[Data records]

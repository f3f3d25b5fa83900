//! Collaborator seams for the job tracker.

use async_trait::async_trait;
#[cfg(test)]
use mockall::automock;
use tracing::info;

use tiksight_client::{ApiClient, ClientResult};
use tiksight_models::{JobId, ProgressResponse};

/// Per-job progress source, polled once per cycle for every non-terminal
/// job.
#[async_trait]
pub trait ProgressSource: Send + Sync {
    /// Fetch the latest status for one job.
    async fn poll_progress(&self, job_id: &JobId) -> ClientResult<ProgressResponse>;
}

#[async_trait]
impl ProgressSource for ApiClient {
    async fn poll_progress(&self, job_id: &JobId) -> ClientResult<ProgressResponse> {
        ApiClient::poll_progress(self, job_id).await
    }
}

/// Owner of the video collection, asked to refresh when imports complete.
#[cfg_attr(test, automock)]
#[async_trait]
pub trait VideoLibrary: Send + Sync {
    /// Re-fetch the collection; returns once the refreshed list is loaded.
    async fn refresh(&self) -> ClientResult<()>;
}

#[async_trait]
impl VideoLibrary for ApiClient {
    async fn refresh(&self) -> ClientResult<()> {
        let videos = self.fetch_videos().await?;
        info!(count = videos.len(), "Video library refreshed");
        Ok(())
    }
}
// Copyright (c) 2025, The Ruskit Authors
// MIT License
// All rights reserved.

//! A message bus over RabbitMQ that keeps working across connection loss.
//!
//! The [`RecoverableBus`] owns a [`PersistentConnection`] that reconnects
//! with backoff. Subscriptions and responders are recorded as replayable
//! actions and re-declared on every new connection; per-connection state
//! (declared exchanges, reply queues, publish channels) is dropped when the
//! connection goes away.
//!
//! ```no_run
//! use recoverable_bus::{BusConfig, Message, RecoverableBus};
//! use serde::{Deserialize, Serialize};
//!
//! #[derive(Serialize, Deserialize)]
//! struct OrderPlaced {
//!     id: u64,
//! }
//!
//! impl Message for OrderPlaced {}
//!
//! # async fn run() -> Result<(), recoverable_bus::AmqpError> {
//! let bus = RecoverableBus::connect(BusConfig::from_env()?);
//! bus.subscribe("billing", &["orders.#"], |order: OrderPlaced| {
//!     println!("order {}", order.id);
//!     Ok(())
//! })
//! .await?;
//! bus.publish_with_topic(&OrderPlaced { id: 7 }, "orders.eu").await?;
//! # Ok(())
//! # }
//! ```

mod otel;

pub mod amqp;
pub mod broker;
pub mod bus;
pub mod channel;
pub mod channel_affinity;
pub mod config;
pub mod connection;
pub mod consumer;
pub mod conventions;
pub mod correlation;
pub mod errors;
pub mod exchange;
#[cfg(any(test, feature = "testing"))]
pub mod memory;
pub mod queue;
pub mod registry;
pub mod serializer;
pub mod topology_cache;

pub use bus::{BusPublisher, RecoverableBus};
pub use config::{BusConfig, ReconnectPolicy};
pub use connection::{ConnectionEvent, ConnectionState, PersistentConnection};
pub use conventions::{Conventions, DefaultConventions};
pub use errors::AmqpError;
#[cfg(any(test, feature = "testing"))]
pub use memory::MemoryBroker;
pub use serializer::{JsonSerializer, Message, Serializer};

[/Data records]
[Data records]

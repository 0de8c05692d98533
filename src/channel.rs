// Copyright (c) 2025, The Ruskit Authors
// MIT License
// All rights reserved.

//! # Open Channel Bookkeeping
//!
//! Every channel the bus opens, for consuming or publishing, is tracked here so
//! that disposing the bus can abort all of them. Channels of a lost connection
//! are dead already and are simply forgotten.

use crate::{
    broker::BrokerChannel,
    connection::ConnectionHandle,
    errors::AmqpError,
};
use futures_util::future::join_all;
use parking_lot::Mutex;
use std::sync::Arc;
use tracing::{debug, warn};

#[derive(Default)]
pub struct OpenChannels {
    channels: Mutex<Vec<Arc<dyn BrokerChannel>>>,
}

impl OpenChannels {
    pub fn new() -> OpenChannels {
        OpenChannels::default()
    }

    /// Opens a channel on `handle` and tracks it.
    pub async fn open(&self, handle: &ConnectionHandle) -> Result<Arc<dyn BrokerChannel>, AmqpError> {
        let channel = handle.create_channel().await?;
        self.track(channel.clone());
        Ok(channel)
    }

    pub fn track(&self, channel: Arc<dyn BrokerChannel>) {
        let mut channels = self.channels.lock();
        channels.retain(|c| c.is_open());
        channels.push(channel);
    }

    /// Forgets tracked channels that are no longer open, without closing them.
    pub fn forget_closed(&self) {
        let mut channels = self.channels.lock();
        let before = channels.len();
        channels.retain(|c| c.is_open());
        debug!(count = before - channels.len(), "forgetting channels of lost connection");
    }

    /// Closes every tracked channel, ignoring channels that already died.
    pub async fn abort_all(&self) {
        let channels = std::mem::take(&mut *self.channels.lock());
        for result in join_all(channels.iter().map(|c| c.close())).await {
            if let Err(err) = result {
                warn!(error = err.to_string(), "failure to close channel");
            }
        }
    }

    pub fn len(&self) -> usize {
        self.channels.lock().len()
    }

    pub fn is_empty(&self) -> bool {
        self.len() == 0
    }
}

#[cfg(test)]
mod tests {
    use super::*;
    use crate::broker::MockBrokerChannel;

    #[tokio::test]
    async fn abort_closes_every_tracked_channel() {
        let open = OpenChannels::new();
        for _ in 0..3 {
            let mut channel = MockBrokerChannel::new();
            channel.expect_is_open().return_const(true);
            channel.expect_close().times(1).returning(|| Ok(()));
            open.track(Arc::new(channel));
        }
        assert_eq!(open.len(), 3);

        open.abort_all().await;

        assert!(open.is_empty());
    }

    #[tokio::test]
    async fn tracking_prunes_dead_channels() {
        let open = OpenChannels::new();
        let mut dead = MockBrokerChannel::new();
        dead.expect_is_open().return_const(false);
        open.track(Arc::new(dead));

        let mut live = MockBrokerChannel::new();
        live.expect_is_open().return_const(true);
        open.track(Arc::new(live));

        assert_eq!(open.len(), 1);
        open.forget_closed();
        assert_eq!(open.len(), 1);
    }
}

[/Data records]

=== Required action ===
Would you copy every line of the entries in which "ConnectionHandle" appears?

=== Response to this exercise ===
    connection::ConnectionHandle,
    pub async fn open(&self, handle: &ConnectionHandle) -> Result<Arc<dyn BrokerChannel>, AmqpError> {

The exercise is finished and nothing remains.